In June, Cho Tak Wong — founder of Chinese auto glass maker Fuyao and its Moraine-based American arm, Fuyao Glass America — moved to “quash and to dismiss” a lawsuit filed by Dave Burrows, a former Fuyao vice president, in part because the summons and complaint in the suit were not translated into Chinese, “as required” by the Hague Convention, a series of international standards on civil and commercial law.

In a filing late last week, Burrows argued that the treaty simply doesn’t apply.

RELATEDFuyao founder moves to dismiss Burrows’ lawsuit

“Cho was personally delivered with the complaint on Sept. 15, 2017 and such proof of service has been filed with this court,” Burrows’ attorneys wrote in a motion to dismiss Cho’s own motion to quash Burrows’ lawsuit.

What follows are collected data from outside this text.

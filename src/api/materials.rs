use axum::{Json, extract::{Path, State}, http::StatusCode};
use tracing::info;

use super::Payload;
use crate::auth::{CurrentUser, Operation, authorize};
use crate::db::materials;
use crate::error::AppError;
use crate::models::{Material, MaterialRequest};
use crate::state::AppState;

pub async fn list(State(state): State<AppState>) -> Result<Json<Vec<Material>>, AppError> {
    Ok(Json(materials::fetch_materials(&state.db).await?))
}

pub async fn detail(
    State(state): State<AppState>,
    Path(id): Path<String>,
) -> Result<Json<Material>, AppError> {
    let material = materials::find_material(&state.db, &id)
        .await?
        .ok_or(AppError::NotFound)?;
    Ok(Json(material))
}

pub async fn create(
    State(state): State<AppState>,
    CurrentUser(claims): CurrentUser,
    body: Result<Payload<MaterialRequest>, AppError>,
) -> Result<(StatusCode, Json<Material>), AppError> {
    authorize(&claims, Operation::MaterialCreate)?;
    let Payload(req) = body?;
    let new = req.validate_new()?;

    let material = materials::insert_material(&state.db, new, &claims.sub).await?;
    info!(material_id = %material.id, actor = %claims.sub, "material created");
    Ok((StatusCode::CREATED, Json(material)))
}

pub async fn update(
    State(state): State<AppState>,
    CurrentUser(claims): CurrentUser,
    Path(id): Path<String>,
    body: Result<Payload<MaterialRequest>, AppError>,
) -> Result<Json<Material>, AppError> {
    authorize(&claims, Operation::MaterialUpdate)?;
    let Payload(req) = body?;
    let changes = req.validate_changes()?;

    let material = materials::update_material(&state.db, &id, changes)
        .await?
        .ok_or(AppError::NotFound)?;
    info!(material_id = %id, actor = %claims.sub, "material updated");
    Ok(Json(material))
}

pub async fn remove(
    State(state): State<AppState>,
    CurrentUser(claims): CurrentUser,
    Path(id): Path<String>,
) -> Result<Json<Material>, AppError> {
    authorize(&claims, Operation::MaterialDelete)?;
    let material = materials::soft_delete_material(&state.db, &id, &claims.sub)
        .await?
        .ok_or(AppError::NotFound)?;
    info!(material_id = %id, actor = %claims.sub, "material deleted");
    Ok(Json(material))
}
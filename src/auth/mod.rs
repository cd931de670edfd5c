pub mod extract;
pub mod password;
pub mod policy;
pub mod token;

pub use extract::{CurrentUser, TOKEN_COOKIE};
pub use policy::{Operation, Role, Tier, authorize, authorize_subject, can_perform};
pub use token::{Claims, TokenService};
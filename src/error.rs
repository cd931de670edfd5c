use axum::{Json, extract::rejection::{JsonRejection, QueryRejection}, http::StatusCode, response::{IntoResponse, Response}};
use serde::Serialize;
use thiserror::Error;
use tracing::error;

#[derive(Debug, Error)]
pub enum AppError {
    #[error("Database error: {0}")]
    Database(#[from] sqlx::Error),

    #[error("Authentication required")]
    Unauthenticated,

    #[error("Invalid email or password")]
    InvalidCredentials,

    #[error("Forbidden")]
    Forbidden,

    #[error("Not found")]
    NotFound,

    #[error("Validation error: {0}")]
    Validation(String),

    #[error("Invalid role: {0}")]
    InvalidRole(String),

    #[error("Conflict: {0}")]
    Conflict(String),

    #[error("Internal server error: {0}")]
    Internal(String),
}

impl AppError {
    /// True when the underlying database error is a unique-constraint hit.
    pub fn is_unique_violation(err: &sqlx::Error) -> bool {
        match err {
            sqlx::Error::Database(db_err) => db_err.is_unique_violation(),
            _ => false,
        }
    }
}

impl From<JsonRejection> for AppError {
    fn from(rejection: JsonRejection) -> Self {
        AppError::Validation(rejection.body_text())
    }
}

impl From<QueryRejection> for AppError {
    fn from(rejection: QueryRejection) -> Self {
        AppError::Validation(rejection.body_text())
    }
}

#[derive(Debug, Serialize)]
pub struct ErrorResponse {
    pub error: String,
    pub message: String,
}

impl IntoResponse for AppError {
    fn into_response(self) -> Response {
        let (status, error_message) = match self {
            AppError::Unauthenticated => (
                StatusCode::UNAUTHORIZED,
                "Authentication required".to_string(),
            ),
            AppError::InvalidCredentials => (StatusCode::UNAUTHORIZED, "Invalid password".to_string()),
            AppError::Forbidden => (StatusCode::FORBIDDEN, "Forbidden".to_string()),
            AppError::NotFound => (StatusCode::NOT_FOUND, "Not Found".to_string()),
            AppError::Validation(msg) => (StatusCode::BAD_REQUEST, msg),
            AppError::InvalidRole(msg) => (StatusCode::BAD_REQUEST, format!("Invalid role: {}", msg)),
            AppError::Conflict(msg) => (StatusCode::CONFLICT, msg),
            AppError::Database(e) => {
                error!("database error: {}", e);
                (
                    StatusCode::INTERNAL_SERVER_ERROR,
                    "Internal server error".to_string(),
                )
            }
            AppError::Internal(detail) => {
                error!("internal error: {}", detail);
                (
                    StatusCode::INTERNAL_SERVER_ERROR,
                    "Internal server error".to_string(),
                )
            }
        };

        let body = Json(ErrorResponse {
            error: status.to_string(),
            message: error_message,
        });

        (status, body).into_response()
    }
}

“Defendant Cho was not ‘located in another signatory nation’ as argued by plaintiff whereby he wants to apply the Hague Convention, but was located in Montgomery County, Ohio when service was made,” Burrows’ motion added.

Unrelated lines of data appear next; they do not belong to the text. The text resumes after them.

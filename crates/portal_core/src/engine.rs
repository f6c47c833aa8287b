/*
 * SPDX-FileCopyrightText: 2026 RedHunt07 - Portal Project
 * SPDX-License-Identifier: AGPL-3.0-only
 */

use crate::error::PortalError;
use crate::format;
use crate::partner_db::{
    parse_tags, BlobMigration, NodeProfile, PartnerDb, PlanTier, TableOverview,
};
use crate::platform::{ChannelKind, ChatPlatform, PlatformError};
use crate::{ChannelId, NodeId, UserId};
use anyhow::Context;
use serde::Serialize;
use std::sync::Arc;
use std::time::Duration;
use tracing::{info, warn};

#[derive(Clone, Debug)]
pub struct EngineSettings {
    pub cooldown_secs: u64,
    /// Pause after each fan-out or sync target, to stay under platform rate limits.
    pub fanout_delay: Duration,
    pub teardown_delay: Duration,
    /// How many failures a rendered summary lists before collapsing the rest.
    pub failure_preview: usize,
    pub network_name: String,
    /// Posted into refreshed mirrors so they float to the top of the forum.
    pub bump_message: Option<String>,
}

impl Default for EngineSettings {
    fn default() -> Self {
        Self {
            cooldown_secs: crate::cooldown::DEFAULT_WINDOW_SECS,
            fanout_delay: Duration::from_millis(1000),
            teardown_delay: Duration::from_millis(500),
            failure_preview: 10,
            network_name: "Portal".to_string(),
            bump_message: None,
        }
    }
}

#[derive(Debug, Clone)]
pub struct Registration {
    pub node_id: NodeId,
    pub name: String,
    pub advertisement: String,
    pub tags: Vec<String>,
    pub forum_channel_id: ChannelId,
    pub invite_url: Option<String>,
    pub plan: PlanTier,
}

#[derive(Debug, Clone)]
pub struct RegisterOutcome {
    pub created: bool,
    pub profile: NodeProfile,
}

#[derive(Debug, Clone, Serialize)]
pub struct NetworkStatus {
    pub whitelisted: u64,
    pub registered: u64,
    pub mirrors: u64,
    /// Ordered pairs of registered nodes that should each carry a mirror.
    pub expected_mirrors: u64,
    pub legacy_threads: u64,
    pub operators: u64,
}

#[derive(Debug, Clone, Serialize)]
pub struct NodeListing {
    pub node_id: NodeId,
    pub name: Option<String>,
    pub last_bump_ts: i64,
}

/// Orchestrates the partner network. Built once at startup and shared by reference.
pub struct PortalEngine {
    pub(crate) db: Arc<PartnerDb>,
    pub(crate) platform: Arc<dyn ChatPlatform>,
    pub(crate) settings: EngineSettings,
    owner_id: Option<UserId>,
}

impl PortalEngine {
    pub fn new(
        db: Arc<PartnerDb>,
        platform: Arc<dyn ChatPlatform>,
        settings: EngineSettings,
        owner_id: Option<UserId>,
    ) -> Self {
        Self {
            db,
            platform,
            settings,
            owner_id,
        }
    }

    pub fn settings(&self) -> &EngineSettings {
        &self.settings
    }

    /// Runs store work on the blocking pool; every call opens its own connection.
    pub(crate) async fn store<T, F>(&self, work: F) -> Result<T, PortalError>
    where
        T: Send + 'static,
        F: FnOnce(&PartnerDb) -> anyhow::Result<T> + Send + 'static,
    {
        let db = self.db.clone();
        let out = tokio::task::spawn_blocking(move || work(&db))
            .await
            .context("store task")??;
        Ok(out)
    }

    pub async fn is_whitelisted(&self, node_id: NodeId) -> Result<bool, PortalError> {
        self.store(move |db| db.is_whitelisted(node_id)).await
    }

    pub fn is_owner(&self, user_id: UserId) -> bool {
        self.owner_id == Some(user_id)
    }

    pub async fn is_operator(&self, user_id: UserId) -> Result<bool, PortalError> {
        if self.is_owner(user_id) {
            return Ok(true);
        }
        self.store(move |db| db.is_operator(user_id)).await
    }

    pub(crate) async fn require_operator(&self, caller: UserId) -> Result<(), PortalError> {
        if self.is_operator(caller).await? {
            return Ok(());
        }
        Err(PortalError::Unauthorized(format!("user {caller} is not an operator")))
    }

    fn require_owner(&self, caller: UserId) -> Result<(), PortalError> {
        if self.is_owner(caller) {
            return Ok(());
        }
        Err(PortalError::Unauthorized(format!("user {caller} is not the owner")))
    }

    pub async fn whitelist(&self, caller: UserId, node_id: NodeId) -> Result<bool, PortalError> {
        self.require_operator(caller).await?;
        let added = self.store(move |db| db.whitelist_node(node_id)).await?;
        if added {
            info!("node {node_id} whitelisted by {caller}");
        }
        Ok(added)
    }

    /// Removes a node from the network together with its profile and every mirror row
    /// that involves it. Posts already published stay up; a teardown removes them.
    pub async fn delist(&self, caller: UserId, node_id: NodeId) -> Result<(), PortalError> {
        self.require_operator(caller).await?;
        if !self.store(move |db| db.delist_cascade(node_id)).await? {
            return Err(PortalError::NotWhitelisted(node_id));
        }
        info!("node {node_id} removed from the network by {caller}");
        Ok(())
    }

    pub async fn add_operator(&self, caller: UserId, user_id: UserId) -> Result<bool, PortalError> {
        self.require_owner(caller)?;
        self.store(move |db| db.add_operator(user_id)).await
    }

    pub async fn remove_operator(&self, caller: UserId, user_id: UserId) -> Result<bool, PortalError> {
        self.require_owner(caller)?;
        self.store(move |db| db.remove_operator(user_id)).await
    }

    pub async fn list_operators(&self, caller: UserId) -> Result<Vec<UserId>, PortalError> {
        self.require_operator(caller).await?;
        self.store(|db| db.list_operators()).await
    }

    pub async fn list_whitelisted(&self, caller: UserId) -> Result<Vec<NodeId>, PortalError> {
        self.require_operator(caller).await?;
        self.store(|db| db.list_whitelisted()).await
    }

    /// Whitelisted nodes with their registered name, if any.
    pub async fn list_nodes(&self, caller: UserId) -> Result<Vec<NodeListing>, PortalError> {
        self.require_operator(caller).await?;
        self.store(|db| {
            let mut out = Vec::new();
            for node_id in db.list_whitelisted()? {
                let profile = db.load_profile(node_id)?;
                out.push(NodeListing {
                    node_id,
                    name: profile.as_ref().map(|p| p.name.clone()),
                    last_bump_ts: profile.map_or(0, |p| p.last_bump_ts),
                });
            }
            Ok(out)
        })
        .await
    }

    pub async fn network_status(&self, caller: UserId) -> Result<NetworkStatus, PortalError> {
        self.require_operator(caller).await?;
        self.store(|db| {
            let whitelisted = db.list_whitelisted()?;
            let mut registered = 0u64;
            for node in &whitelisted {
                if let Some(p) = db.load_profile(*node)? {
                    if p.has_advertisement() && p.forum_channel_id.is_some() {
                        registered += 1;
                    }
                }
            }
            Ok(NetworkStatus {
                whitelisted: whitelisted.len() as u64,
                registered,
                mirrors: db.count_mirrors()?,
                expected_mirrors: registered * registered.saturating_sub(1),
                legacy_threads: db.legacy_threads()?.len() as u64,
                operators: db.list_operators()?.len() as u64,
            })
        })
        .await
    }

    pub async fn table_overview(&self, caller: UserId) -> Result<Vec<TableOverview>, PortalError> {
        self.require_operator(caller).await?;
        self.store(|db| {
            db.health_check()?;
            db.table_overview()
        })
        .await
    }

    /// Folds legacy `propagated_threads` blobs into the mapping table.
    pub async fn migrate_legacy(&self, caller: UserId) -> Result<BlobMigration, PortalError> {
        self.require_operator(caller).await?;
        let m = self.store(|db| db.migrate_propagated_blobs()).await?;
        if m.rows > 0 {
            info!(
                "migrated {} legacy blobs: {} inserted, {} already mapped, {} unreadable",
                m.rows, m.inserted, m.already_mapped, m.invalid
            );
        }
        Ok(m)
    }

    /// Creates or edits a node's profile. Timestamp and home post are kept on edit,
    /// unless the content channel moved.
    pub async fn register(&self, reg: Registration) -> Result<RegisterOutcome, PortalError> {
        if !self.is_whitelisted(reg.node_id).await? {
            return Err(PortalError::Unauthorized(format!(
                "node {} is not whitelisted",
                reg.node_id
            )));
        }
        let name = reg.name.trim();
        if name.is_empty() {
            return Err(PortalError::InvalidInput("name must not be empty".to_string()));
        }
        if name.chars().count() > format::MAX_NAME_CHARS {
            return Err(PortalError::InvalidInput(format!(
                "name is longer than {} characters",
                format::MAX_NAME_CHARS
            )));
        }
        let advertisement = reg.advertisement.trim();
        if advertisement.is_empty() {
            return Err(PortalError::InvalidInput(
                "advertisement must not be empty".to_string(),
            ));
        }
        let invite = reg
            .invite_url
            .as_deref()
            .map(str::trim)
            .filter(|s| !s.is_empty());
        if let Some(url) = invite {
            if !format::is_valid_invite(url) {
                return Err(PortalError::InvalidInput(format!("invalid invite url: {url}")));
            }
        }

        let channel = match self.platform.fetch_channel(reg.forum_channel_id).await {
            Ok(c) => c,
            Err(PlatformError::NotFound) => {
                return Err(PortalError::InvalidInput(format!(
                    "channel {} not found",
                    reg.forum_channel_id
                )))
            }
            Err(e) => return Err(e.into()),
        };
        if channel.kind != ChannelKind::Forum {
            return Err(PortalError::InvalidInput(format!(
                "channel {} is not a forum channel",
                reg.forum_channel_id
            )));
        }

        let node_id = reg.node_id;
        let existing = self.store(move |db| db.load_profile(node_id)).await?;
        let created = existing.is_none();
        let mut profile = existing.unwrap_or_else(|| NodeProfile::new(node_id, ""));
        if profile.forum_channel_id != Some(channel.id) {
            profile.home_mirror_id = None;
        }
        profile.name = name.to_string();
        profile.advertisement = advertisement.to_string();
        profile.tags = parse_tags(&reg.tags.join(","));
        profile.forum_channel_id = Some(channel.id);
        profile.plan = reg.plan;

        match invite {
            Some(url) => profile.invite_url = Some(url.to_string()),
            None if profile.invite_url.is_none() => {
                match self.platform.create_invite(channel.id).await {
                    Ok(url) => profile.invite_url = Some(url),
                    Err(e) => warn!("invite for node {node_id} not created: {e}"),
                }
            }
            None => {}
        }

        let saved = profile.clone();
        self.store(move |db| db.save_profile(&saved)).await?;
        info!(
            "node {} {} (channel {})",
            profile.node_id,
            if created { "registered" } else { "updated its registration" },
            channel.id
        );
        Ok(RegisterOutcome { created, profile })
    }

    pub(crate) async fn pace(&self, delay: Duration) {
        if !delay.is_zero() {
            tokio::time::sleep(delay).await;
        }
    }
}

pub(crate) fn now_secs() -> i64 {
    std::time::SystemTime::now()
        .duration_since(std::time::UNIX_EPOCH)
        .unwrap_or_default()
        .as_secs() as i64
}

In a response filed the same day, Cho withdrew his motion to quash Burrows’ lawsuit, saying he intended to respond to the latest filing by Friday.

RELATEDMore former workers seek to join lawsuit against Fuyao 

Burrows is suing his former employer and its founder over his separation from the company in November 2016, claiming fraud, breach of contract, defamation, discrimination and more. The suit is in Dayton’s U.S. District Court.

Burrows and John Gauthier were two top executives at Fuyao’s Moraine plant when their employment there ended in November. Gauthier is not part of Burrows’ lawsuit.

In his lawsuit, Burrows has argued that on Nov. 14 last year, Cho called a meeting of employees at Fuyao where he “falsely stated to those present that Burrows had resigned.”

Burrows maintains that he was fired that day “without cause and without written notice, and was not given any explanation, oral or written, for his termination.”

Burrows has declined to comment on the lawsuit; a message seeking comment was left with his attorney Monday. Fuyao spokespeople have called his lawsuit “meritless.” A message was left with one of the company’s attorneys.

Fuyao employs about 2,000 people at its Moraine auto glass production site, said to the world’s largest auto glass factory.